Growth Factor Stimulation Leads To Increase In New Neurons In The Brain

Emory University researchers have demonstrated that several regions of the adult rat brain have the capacity to acquire new neurons following the introduction of a growth factor into the brain’s lateral ventricle, located in the depths of the cerebral cortex. The study is the first to show the presence of numerous new neurons in certain regions of the brain where they previously have not been found, and suggests that the adult brain may be able to replace neurons lost due to injury or disease. The results were published in the September 1 issue of the Journal of Neuroscience.
The research team, headed by Emory Professor of Cell Biology Marla Luskin, Ph.D., also included Emory cell biology fellow Viorica Pencea, M.D., Kimberly Bingaman, M.D. and Stanley Wiegand, Ph.D., of Regeneron Pharmaceuticals, Inc.

Although the majority of neurons in the forebrain of mammals are formed prenatally, scientists have learned over the past few years that certain areas of the adult brain can produce new neurons, including the hippocampus and the subventricular zone (a cell layer surrounding the lateral ventricles of the forebrain).
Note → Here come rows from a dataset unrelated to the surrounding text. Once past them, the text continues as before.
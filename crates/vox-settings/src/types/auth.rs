//! Worker credential settings.

use std::path::{Path, PathBuf};

use serde::{Deserialize, Serialize};

/// Credential store and admin issuance settings.
#[derive(Clone, Debug, Serialize, Deserialize)]
#[serde(rename_all = "camelCase", default)]
pub struct AuthSettings {
    /// Credential database path (relative paths resolve under the data dir).
    pub db_path: String,
    /// Upper bound on one credential lookup; expiry counts as a failed check.
    pub validate_timeout_ms: u64,
    /// Shared secret for `POST /admin/keys`. Issuance is disabled when unset.
    #[serde(skip_serializing_if = "Option::is_none")]
    pub admin_secret: Option<String>,
}

impl AuthSettings {
    /// Resolve [`Self::db_path`] against `data_dir`.
    pub fn resolved_db_path(&self, data_dir: &Path) -> PathBuf {
        let path = Path::new(&self.db_path);
        if path.is_absolute() {
            path.to_path_buf()
        } else {
            data_dir.join(path)
        }
    }
}

impl Default for AuthSettings {
    fn default() -> Self {
        Self {
            db_path: "credentials.db".to_string(),
            validate_timeout_ms: 5000,
            admin_secret: None,
        }
    }
}

#[cfg(test)]
mod tests {
    use super::*;

    #[test]
    fn relative_db_path_joins_data_dir() {
        let cfg = AuthSettings::default();
        let resolved = cfg.resolved_db_path(Path::new("/var/lib/vox"));
        assert_eq!(resolved, PathBuf::from("/var/lib/vox/credentials.db"));
    }

    #[test]
    fn absolute_db_path_kept() {
        let cfg = AuthSettings {
            db_path: "/srv/keys.db".into(),
            ..AuthSettings::default()
        };
        let resolved = cfg.resolved_db_path(Path::new("/var/lib/vox"));
        assert_eq!(resolved, PathBuf::from("/srv/keys.db"));
    }

    #[test]
    fn admin_secret_omitted_when_unset() {
        let json = serde_json::to_value(AuthSettings::default()).unwrap();
        assert!(json.get("adminSecret").is_none());
    }
}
The Emory scientists administered the growth factor BDNF (brain-derived neurotrophic growth factor) into the lateral ventricle of the brains of adult rats for approximately two weeks, and waited another two weeks before they examined the brains for the presence of new cells. They detected newly generated neurons in several forebrain structures, including in the parenchyma (gray matter) of the striatum, septum, thalamus and hypothalamus — areas that serve a multitude of cognitive and vital neurological functions. The newborn cells were identified by infusing the brain with the cell proliferation marker BrdU, which serves as a permanent label for newborn cells, in conjunction with the BDNF. Until this study was done, neurogenesis (the production of neurons) had not been demonstrated in the thalamus and hypothalamus during postnatal life, and in only very limited numbers in the septum and striatum.
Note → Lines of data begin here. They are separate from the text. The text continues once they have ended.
//! Idle-connection detection.

use std::sync::Arc;
use std::time::Duration;

use tokio::time;
use tokio_util::sync::CancellationToken;
use vox_broker::ClientConnection;

/// Outcome of the heartbeat loop.
#[derive(Debug, Clone, PartialEq, Eq)]
pub enum HeartbeatResult {
    /// Nothing was heard from the client within the timeout.
    TimedOut,
    /// The heartbeat was cancelled externally.
    Cancelled,
}

/// Watch a connection until it goes silent for `timeout` or `cancel` fires.
///
/// Checks every `interval`. Pings are sent by the writer task on the same
/// interval; pongs and inbound frames refresh the connection's activity
/// timestamp.
pub async fn run_heartbeat(
    connection: Arc<ClientConnection>,
    interval: Duration,
    timeout: Duration,
    cancel: CancellationToken,
) -> HeartbeatResult {
    let mut check_interval = time::interval(interval);
    check_interval.set_missed_tick_behavior(time::MissedTickBehavior::Delay);

    loop {
        tokio::select! {
            _ = check_interval.tick() => {
                if connection.last_seen_elapsed() >= timeout {
                    return HeartbeatResult::TimedOut;
                }
            }
            () = cancel.cancelled() => {
                return HeartbeatResult::Cancelled;
            }
        }
    }
}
Earlier studies had shown that most new cells in the adult brain originate in the subventricular zone surrounding the lateral ventricles. Furthermore, Dr. Luskin’s experiments previously showed that a specialized region of the postnatal subventricular zone contains progenitor cells whose progeny (daughter cells) migrate along a pathway known as the rostral migratory stream to the olfactory bulb. Dr. Luskin and colleagues demonstrated that the special region of the subventricular zone and the rostral migratory stream contain a unique population of dividing neurons (neuronal progenitor cells). Everywhere else in the brain, neurons are post-mitotic cells (unable to divide). Dr. Luskin’s previous experiments demonstrate that BDNF infusion leads to an immense increase in the numbers of new neurons in the rostral migratory stream and olfactory bulb, a portion of the brain involved in the processing of smells..

"These studies led us to investigate whether infusing BDNF could influence the proliferation and/or survival of neurons in other regions of the adult forebrain as well," Dr. Luskin said. "The number of new neurons we found in regions such as the striatum and hypothalamus suggests to us that the adult forebrain has a more profound capacity to produce new neurons than previously has been recognized," she said.
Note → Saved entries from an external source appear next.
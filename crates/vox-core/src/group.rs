//! Worker capability groups.

use std::fmt;
use std::str::FromStr;

use serde::{Deserialize, Serialize};

use crate::errors::InvalidGroup;

/// Capability group a worker connection can claim.
///
/// The set is closed: adding a group is a code change, not a runtime one.
#[derive(Clone, Copy, Debug, PartialEq, Eq, Hash, PartialOrd, Ord, Serialize, Deserialize)]
#[serde(try_from = "String", into = "String")]
pub enum GroupName {
    /// Whisper-family transcription engines.
    Whisper,
    /// wav2vec-family transcription engines.
    Wave2vec,
    /// Audit sink that receives a copy of every admitted request.
    Store,
}

impl GroupName {
    /// Every group, in registry slot order.
    pub const ALL: [Self; 3] = [Self::Whisper, Self::Wave2vec, Self::Store];

    /// Wire name of the group.
    pub fn as_str(self) -> &'static str {
        match self {
            Self::Whisper => "whisper",
            Self::Wave2vec => "wave2vec",
            Self::Store => "store",
        }
    }

    /// Dense index used for fixed-size slot tables.
    pub fn index(self) -> usize {
        match self {
            Self::Whisper => 0,
            Self::Wave2vec => 1,
            Self::Store => 2,
        }
    }
}

impl fmt::Display for GroupName {
    fn fmt(&self, f: &mut fmt::Formatter<'_>) -> fmt::Result {
        f.write_str(self.as_str())
    }
}

impl FromStr for GroupName {
    type Err = InvalidGroup;

    fn from_str(s: &str) -> Result<Self, Self::Err> {
        match s {
            "whisper" => Ok(Self::Whisper),
            "wave2vec" => Ok(Self::Wave2vec),
            "store" => Ok(Self::Store),
            other => Err(InvalidGroup(other.to_owned())),
        }
    }
}

impl TryFrom<String> for GroupName {
    type Error = InvalidGroup;

    fn try_from(value: String) -> Result<Self, Self::Error> {
        value.parse()
    }
}

impl From<GroupName> for String {
    fn from(group: GroupName) -> Self {
        group.as_str().to_owned()
    }
}
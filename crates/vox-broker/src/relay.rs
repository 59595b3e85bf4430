//! Reply delivery to the producer that issued a request.
//!
//! Delivery is at most once: no buffering, no retry, and the worker is never
//! told whether the producer was still there.

use tracing::debug;
use vox_core::ConnId;

use crate::connections::ConnectionTable;
use crate::protocol::OutboundEvent;
use crate::telemetry;

/// Result of [`deliver`].
#[derive(Clone, Copy, Debug, PartialEq, Eq)]
pub enum Delivery {
    /// Queued on the target's outbound channel.
    Delivered,
    /// The target is not connected.
    TargetGone,
    /// The target's queue was full or closed mid-send.
    QueueFull,
}

/// Send `event` to `target` if it is still connected, otherwise drop it.
pub async fn deliver(
    connections: &ConnectionTable,
    target: &ConnId,
    event: &OutboundEvent<'_>,
) -> Delivery {
    let delivery = match connections.get(target).await {
        Some(conn) if conn.is_open() => {
            if conn.send_event(event) {
                Delivery::Delivered
            } else {
                Delivery::QueueFull
            }
        }
        Some(_) | None => Delivery::TargetGone,
    };

    if delivery == Delivery::Delivered {
        metrics::counter!(telemetry::RESULTS_DELIVERED_TOTAL).increment(1);
    } else {
        metrics::counter!(telemetry::RESULTS_DROPPED_TOTAL).increment(1);
        debug!(target = %target, ?delivery, "reply dropped");
    }
    delivery
}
The researchers hope their findings may reveal novel ways of producing large numbers of new neurons to replace diseased or damaged cells in localized parts of the brain. Future studies will continue to address the mode of action of BDNF, whether the population of new neurons is sustained long after the infusion of BDNF is terminated and whether cells within the gray matter parenchyma can divide when exposed to BDNF, as the studies suggest.

The research was supported by grants from the National Institute of Deafness and Other Communicative Disorders of the National Institutes of Health (NIH).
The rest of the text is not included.